Kommentar Dorothee Torebko zu den European Championships Eine Chance für den Sport

 Dorothee Torebko, Autorenfoto
Dorothee Torebko, Autorenfoto © Foto: swp
Berlin / Dorothee Torebko 03.08.2018

Die European Championships sind eine Riesen-Chance für weniger öffentlichkeitswirksame Sportarten. Dank des Konzepts, sieben EMs in zwei Städten – Glasgow und Berlin – miteinander zu verbinden, sind sie so etwas wie ein Mini-Olympia. Schwimmen, Leichtathletik und Co. haben damit die Möglichkeit, aus dem Schatten von König Fußball herauszutreten. Das Konzept verlangt den Athleten aber einiges ab.
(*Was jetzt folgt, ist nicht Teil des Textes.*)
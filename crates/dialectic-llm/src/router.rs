//! Provider selection by model name

use serde::{Deserialize, Serialize};
use std::fmt;
use std::str::FromStr;
use std::sync::Arc;

use crate::anthropic::AnthropicProvider;
use crate::config::{ConfigError, LlmConfig};
use crate::mock::MockProvider;
use crate::openai::OpenAIProvider;
use crate::provider::{LlmError, LlmProvider};

/// Known provider backends
#[derive(Debug, Clone, Copy, PartialEq, Eq, Hash, Serialize, Deserialize)]
#[serde(rename_all = "lowercase")]
pub enum ProviderKind {
    Anthropic,
    OpenAI,
    Mock,
}

impl ProviderKind {
    /// Infer the backend from a model identifier
    pub fn from_model(model: &str) -> Option<Self> {
        let model = model.to_lowercase();
        if model.contains("claude") {
            Some(ProviderKind::Anthropic)
        } else if model.starts_with("gpt") || model.starts_with("o1") || model.starts_with("o3") {
            Some(ProviderKind::OpenAI)
        } else if model.starts_with("mock") {
            Some(ProviderKind::Mock)
        } else {
            None
        }
    }

    pub fn as_str(&self) -> &'static str {
        match self {
            ProviderKind::Anthropic => "anthropic",
            ProviderKind::OpenAI => "openai",
            ProviderKind::Mock => "mock",
        }
    }
}

impl fmt::Display for ProviderKind {
    fn fmt(&self, f: &mut fmt::Formatter<'_>) -> fmt::Result {
        f.write_str(self.as_str())
    }
}

impl FromStr for ProviderKind {
    type Err = ConfigError;

    fn from_str(s: &str) -> Result<Self, Self::Err> {
        match s.to_lowercase().as_str() {
            "anthropic" => Ok(ProviderKind::Anthropic),
            "openai" => Ok(ProviderKind::OpenAI),
            "mock" => Ok(ProviderKind::Mock),
            other => Err(ConfigError::Invalid(format!("Unknown provider: {}", other))),
        }
    }
}

/// Construct a fresh provider of the given kind.
///
/// Each call returns an independent instance, so the handles of a debate never
/// share client state.
pub fn build_provider(
    kind: ProviderKind,
    config: &LlmConfig,
) -> Result<Arc<dyn LlmProvider>, LlmError> {
    let provider: Arc<dyn LlmProvider> = match kind {
        ProviderKind::Anthropic => Arc::new(AnthropicProvider::from_config(config)?),
        ProviderKind::OpenAI => Arc::new(OpenAIProvider::from_config(config)?),
        ProviderKind::Mock => Arc::new(MockProvider::smart()),
    };
    Ok(provider)
}

/// Construct the provider serving `model`
pub fn provider_for_model(model: &str, config: &LlmConfig) -> Result<Arc<dyn LlmProvider>, LlmError> {
    let kind = ProviderKind::from_model(model).ok_or_else(|| {
        ConfigError::Invalid(format!("No provider known for model '{}'", model))
    })?;
    build_provider(kind, config)
}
Denn für sie wird es in den 100 Stunden Übertragung von ARD und ZDF nicht nur darum gehen, sportliche Höchstleistungen zu vollführen. Sie müssen sich auch verkaufen können. Diskuswerfer Robert Harting praktiziert diese Kunst bereits seit Jahren. Nun sind jene Olympiasieger, von denen bisher kaum einer spricht, an der Reihe.
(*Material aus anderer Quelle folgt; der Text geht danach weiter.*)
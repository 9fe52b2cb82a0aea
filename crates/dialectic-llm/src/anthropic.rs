//! Anthropic Messages API provider

use async_trait::async_trait;
use serde::Serialize;
use std::time::Instant;

use crate::config::{ConfigError, LlmConfig, ANTHROPIC_BASE_URL};
use crate::envelope::CompletionEnvelope;
use crate::provider::{split_system, ChatMessage, LlmError, LlmProvider, LlmRequest, DEFAULT_MODEL};

const API_VERSION: &str = "2023-06-01";

/// Anthropic API request format
#[derive(Debug, Serialize)]
struct AnthropicRequest<'a> {
    model: &'a str,
    max_tokens: u32,
    temperature: f32,
    messages: Vec<ChatMessage>,
    #[serde(skip_serializing_if = "Option::is_none")]
    system: Option<String>,
}

/// Anthropic provider
#[derive(Debug, Clone)]
pub struct AnthropicProvider {
    /// API key
    api_key: String,
    /// Model used when a request leaves it empty
    default_model: String,
    /// HTTP client
    client: reqwest::Client,
    /// Base URL
    base_url: String,
}

impl AnthropicProvider {
    /// Create a new Anthropic provider
    pub fn new(api_key: &str) -> Self {
        Self {
            api_key: api_key.to_string(),
            default_model: DEFAULT_MODEL.to_string(),
            client: reqwest::Client::new(),
            base_url: ANTHROPIC_BASE_URL.to_string(),
        }
    }

    /// Create from configuration; fails before any network call if the key
    /// is missing
    pub fn from_config(config: &LlmConfig) -> Result<Self, ConfigError> {
        let api_key = config.require_api_key("anthropic")?;
        Ok(Self {
            api_key: api_key.to_string(),
            default_model: DEFAULT_MODEL.to_string(),
            client: config.http_client()?,
            base_url: config.anthropic_base_url.trim_end_matches('/').to_string(),
        })
    }

    pub fn with_default_model(mut self, model: &str) -> Self {
        self.default_model = model.to_string();
        self
    }

    pub fn with_base_url(mut self, base_url: &str) -> Self {
        self.base_url = base_url.trim_end_matches('/').to_string();
        self
    }

    fn build_body<'a>(&'a self, request: &'a LlmRequest) -> Result<AnthropicRequest<'a>, LlmError> {
        let (system, messages) = split_system(&request.messages);

        if messages.is_empty() {
            return Err(LlmError::RequestFailed(
                "Request has no user or assistant messages".to_string(),
            ));
        }

        Ok(AnthropicRequest {
            model: request.params.model_or(&self.default_model),
            max_tokens: request.params.max_tokens,
            temperature: request.params.temperature,
            messages,
            system,
        })
    }
}

#[async_trait]
impl LlmProvider for AnthropicProvider {
    fn name(&self) -> &str {
        "anthropic"
    }

    async fn is_available(&self) -> bool {
        self.client
            .get(format!("{}/v1/models", self.base_url))
            .header("x-api-key", &self.api_key)
            .header("anthropic-version", API_VERSION)
            .send()
            .await
            .map(|r| r.status().is_success())
            .unwrap_or(false)
    }

    async fn complete(&self, request: LlmRequest) -> Result<CompletionEnvelope, LlmError> {
        let start = Instant::now();
        let url = format!("{}/v1/messages", self.base_url);
        let body = self.build_body(&request)?;

        tracing::debug!(
            model = body.model,
            messages = body.messages.len(),
            max_tokens = body.max_tokens,
            "Sending Anthropic request"
        );

        let response = self
            .client
            .post(&url)
            .header("x-api-key", &self.api_key)
            .header("anthropic-version", API_VERSION)
            .json(&body)
            .send()
            .await
            .map_err(|e| LlmError::ConnectionFailed(e.to_string()))?;

        let status = response.status();
        if status == reqwest::StatusCode::TOO_MANY_REQUESTS {
            return Err(LlmError::RateLimited);
        }
        if !status.is_success() {
            let body = response.text().await.unwrap_or_default();
            return Err(LlmError::RequestFailed(format!(
                "Status: {}, Body: {}",
                status, body
            )));
        }

        let envelope: CompletionEnvelope = response
            .json()
            .await
            .map_err(|e| LlmError::InvalidResponse(e.to_string()))?;

        tracing::debug!(
            model = %envelope.model,
            tokens = envelope.tokens_used(),
            latency_ms = start.elapsed().as_millis() as u64,
            "Anthropic request complete"
        );

        Ok(envelope)
    }
}

#[cfg(test)]
mod tests {
    use super::*;
    use crate::provider::CompletionParams;

    #[test]
    fn test_from_config_requires_key() {
        let err = AnthropicProvider::from_config(&LlmConfig::default()).unwrap_err();
        assert!(matches!(err, ConfigError::MissingEnvVar(ref v) if v == "ANTHROPIC_API_KEY"));
    }

    #[test]
    fn test_body_moves_system_prompt() {
        let provider = AnthropicProvider::new("sk-ant-test");
        let request = LlmRequest::new(
            vec![
                ChatMessage::system("You are a debate judge."),
                ChatMessage::user("Score this."),
            ],
            CompletionParams::new("claude-3-haiku-20240307", 500, 0.2),
        );

        let body = provider.build_body(&request).unwrap();
        let json = serde_json::to_value(&body).unwrap();

        assert_eq!(json["system"], "You are a debate judge.");
        assert_eq!(json["model"], "claude-3-haiku-20240307");
        assert_eq!(json["max_tokens"], 500);
        assert_eq!(json["messages"].as_array().unwrap().len(), 1);
        assert_eq!(json["messages"][0]["role"], "user");
    }

    #[test]
    fn test_body_omits_absent_system_and_uses_default_model() {
        let provider = AnthropicProvider::new("sk-ant-test").with_default_model("claude-3-opus");
        let request = LlmRequest::new(
            vec![ChatMessage::user("Hi")],
            CompletionParams::new("", 10, 1.0),
        );

        let json = serde_json::to_value(provider.build_body(&request).unwrap()).unwrap();
        assert!(json.get("system").is_none());
        assert_eq!(json["model"], "claude-3-opus");
    }

    #[test]
    fn test_body_drops_later_system_messages() {
        let provider = AnthropicProvider::new("sk-ant-test");
        let request = LlmRequest::new(
            vec![
                ChatMessage::user("Opening"),
                ChatMessage::system("Mid-conversation note"),
                ChatMessage::assistant("Reply"),
            ],
            CompletionParams::default(),
        );

        let json = serde_json::to_value(provider.build_body(&request).unwrap()).unwrap();

        assert!(json.get("system").is_none());
        let messages = json["messages"].as_array().unwrap();
        assert_eq!(messages.len(), 2);
        assert_eq!(messages[0]["role"], "user");
        assert_eq!(messages[1]["role"], "assistant");
        assert_eq!(messages[1]["content"], "Reply");
    }

    #[test]
    fn test_body_rejects_system_only_request() {
        let provider = AnthropicProvider::new("sk-ant-test");
        let request = LlmRequest::new(
            vec![ChatMessage::system("alone")],
            CompletionParams::default(),
        );
        assert!(matches!(
            provider.build_body(&request),
            Err(LlmError::RequestFailed(_))
        ));
    }

    #[tokio::test]
    #[ignore] // Requires valid API key
    async fn test_anthropic() {
        let api_key = std::env::var("ANTHROPIC_API_KEY").expect("ANTHROPIC_API_KEY not set");
        let provider = AnthropicProvider::new(&api_key);

        let response = provider.ask("Say hello in one word").await.unwrap();
        assert!(!response.is_empty());
    }
}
Gelingt das nicht, verschwindet das Konzept wieder. So erging es den Europaspielen. 2015 wurden die Spiele erstmals in Aserbaidschan organisiert. Wenige Jahre später hatten die Veranstalter massive Probleme, einen Ausrichter zu finden. Der Druck auf die Kernsportarten ist groß. Doch die hohe Zahl der Olympiasieger beweist, dass die Sportler ihn aushalten können.